══ Records for processing ══
use chrono::{Duration, Utc};

use crate::domain::credential::{
    generate_otp, hash_otp, is_valid_email, sanitize_input, verify_password,
};
use crate::domain::repository::{AdminRepository, Mailer, OtpRepository};
use crate::domain::types::{
    LOCK_DURATION_HOURS, MAX_LOGIN_ATTEMPTS, MailMessage, OtpPurpose, OtpRecord,
};
use crate::error::AuthServiceError;

pub struct LoginInput {
    pub email: String,
    pub password: String,
}

/// A successful password check only gets you as far as the OTP mail — no
/// tokens are minted until `login_verification` completes.
#[derive(Debug)]
pub struct LoginOutput {
    pub email: String,
}

pub struct LoginUseCase<A, O, M>
where
    A: AdminRepository,
    O: OtpRepository,
    M: Mailer,
{
    pub admins: A,
    pub otps: O,
    pub mailer: M,
}

impl<A, O, M> LoginUseCase<A, O, M>
where
    A: AdminRepository,
    O: OtpRepository,
    M: Mailer,
{
    pub async fn execute(&self, input: LoginInput) -> Result<LoginOutput, AuthServiceError> {
        if input.email.is_empty() || input.password.is_empty() {
            return Err(AuthServiceError::Validation(
                "email and password are required".to_owned(),
            ));
        }
        let email = sanitize_input(&input.email).to_lowercase();
        if !is_valid_email(&email) {
            return Err(AuthServiceError::Validation(
                "invalid email address".to_owned(),
            ));
        }

        // Unknown email gets the same message as a wrong password, with no
        // attempt counter — nothing distinguishes the two to the caller.
        let Some(admin) = self.admins.find_by_email(&email).await? else {
            tracing::debug!("login attempt for unknown email");
            return Err(AuthServiceError::InvalidCredentials {
                attempts_remaining: None,
            });
        };

        // Lock state wins over everything, including a correct password.
        if admin.is_locked() {
            return Err(AuthServiceError::AccountLocked {
                minutes_remaining: admin.lock_minutes_remaining(),
            });
        }
        if !admin.is_active {
            return Err(AuthServiceError::AccountInactive);
        }
        if !admin.is_email_verified {
            return Err(AuthServiceError::EmailUnverified { admin_id: admin.id });
        }

        if !verify_password(&input.password, &admin.password_hash)? {
            // An expired lock clears and the count restarts at 1; otherwise
            // this failure stacks on the previous ones.
            let attempts = if admin.lock_until.is_some() && !admin.is_locked() {
                1
            } else {
                admin.login_attempts + 1
            };
            let lock_until = (attempts >= MAX_LOGIN_ATTEMPTS)
                .then(|| Utc::now() + Duration::hours(LOCK_DURATION_HOURS));
            self.admins
                .record_login_failure(admin.id, attempts, lock_until)
                .await?;

            if lock_until.is_some() {
                tracing::warn!(admin_id = %admin.id, "account locked after repeated login failures");
                return Err(AuthServiceError::AccountLocked {
                    minutes_remaining: LOCK_DURATION_HOURS * 60,
                });
            }
            return Err(AuthServiceError::InvalidCredentials {
                attempts_remaining: Some(MAX_LOGIN_ATTEMPTS - attempts),
            });
        }

        // Password accepted: clear the counter and stamp last_login.
        self.admins
            .record_login_success(admin.id, Utc::now())
            .await?;

        // Second factor: issue and mail the login code.
        let code = generate_otp();
        let record = OtpRecord::new(email.clone(), OtpPurpose::LoginVerification, hash_otp(&code)?);
        self.otps
            .purge_unused(&email, OtpPurpose::LoginVerification)
            .await?;
        self.otps.create(&record).await?;

        let mail = MailMessage::otp(&email, OtpPurpose::LoginVerification, &code);
        if let Err(e) = self.mailer.send(&mail).await {
            self.otps.delete(record.id).await?;
            return Err(e);
        }

        tracing::info!(admin_id = %admin.id, "password accepted, login code sent");
        Ok(LoginOutput { email })
    }
}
═══
● **How to complete this task**: Each record should come back exactly as written.

● **Task result**:
use chrono::{Duration, Utc};

use crate::domain::credential::{
    generate_otp, hash_otp, is_valid_email, sanitize_input, verify_password,
};
use crate::domain::repository::{AdminRepository, Mailer, OtpRepository};
use crate::domain::types::{
    LOCK_DURATION_HOURS, MAX_LOGIN_ATTEMPTS, MailMessage, OtpPurpose, OtpRecord,
};
use crate::error::AuthServiceError;

pub struct LoginInput {
    pub email: String,
    pub password: String,
}

/// A successful password check only gets you as far as the OTP mail — no
/// tokens are minted until `login_verification` completes.
#[derive(Debug)]
pub struct LoginOutput {
    pub email: String,
}

pub struct LoginUseCase<A, O, M>
where
    A: AdminRepository,
    O: OtpRepository,
    M: Mailer,
{
    pub admins: A,
    pub otps: O,
    pub mailer: M,
}

impl<A, O, M> LoginUseCase<A, O, M>
where
    A: AdminRepository,
    O: OtpRepository,
    M: Mailer,
{
    pub async fn execute(&self, input: LoginInput) -> Result<LoginOutput, AuthServiceError> {
        if input.email.is_empty() || input.password.is_empty() {
            return Err(AuthServiceError::Validation(
                "email and password are required".to_owned(),
            ));
        }
        let email = sanitize_input(&input.email).to_lowercase();
        if !is_valid_email(&email) {
            return Err(AuthServiceError::Validation(
                "invalid email address".to_owned(),
            ));
        }

        // Unknown email gets the same message as a wrong password, with no
        // attempt counter — nothing distinguishes the two to the caller.
        let Some(admin) = self.admins.find_by_email(&email).await? else {
            tracing::debug!("login attempt for unknown email");
            return Err(AuthServiceError::InvalidCredentials {
                attempts_remaining: None,
            });
        };

        // Lock state wins over everything, including a correct password.
        if admin.is_locked() {
            return Err(AuthServiceError::AccountLocked {
                minutes_remaining: admin.lock_minutes_remaining(),
            });
        }
        if !admin.is_active {
            return Err(AuthServiceError::AccountInactive);
        }
        if !admin.is_email_verified {
            return Err(AuthServiceError::EmailUnverified { admin_id: admin.id });
        }

        if !verify_password(&input.password, &admin.password_hash)? {
            // An expired lock clears and the count restarts at 1; otherwise
            // this failure stacks on the previous ones.
            let attempts = if admin.lock_until.is_some() && !admin.is_locked() {
                1
            } else {
                admin.login_attempts + 1
            };
            let lock_until = (attempts >= MAX_LOGIN_ATTEMPTS)
                .then(|| Utc::now() + Duration::hours(LOCK_DURATION_HOURS));
            self.admins
                .record_login_failure(admin.id, attempts, lock_until)
                .await?;

            if lock_until.is_some() {
                tracing::warn!(admin_id = %admin.id, "account locked after repeated login failures");
                return Err(AuthServiceError::AccountLocked {
                    minutes_remaining: LOCK_DURATION_HOURS * 60,
                });
            }
            return Err(AuthServiceError::InvalidCredentials {
                attempts_remaining: Some(MAX_LOGIN_ATTEMPTS - attempts),
            });
        }

        // Password accepted: clear the counter and stamp last_login.
        self.admins
            .record_login_success(admin.id, Utc::now())
            .await?;

        // Second factor: issue and mail the login code.
        let code = generate_otp();
        let record = OtpRecord::new(email.clone(), OtpPurpose::LoginVerification, hash_otp(&code)?);
        self.otps
            .purge_unused(&email, OtpPurpose::LoginVerification)
            .await?;
        self.otps.create(&record).await?;

        let mail = MailMessage::otp(&email, OtpPurpose::LoginVerification, &code);
        if let Err(e) = self.mailer.send(&mail).await {
            self.otps.delete(record.id).await?;
            return Err(e);
        }

        tracing::info!(admin_id = %admin.id, "password accepted, login code sent");
        Ok(LoginOutput { email })
    }
}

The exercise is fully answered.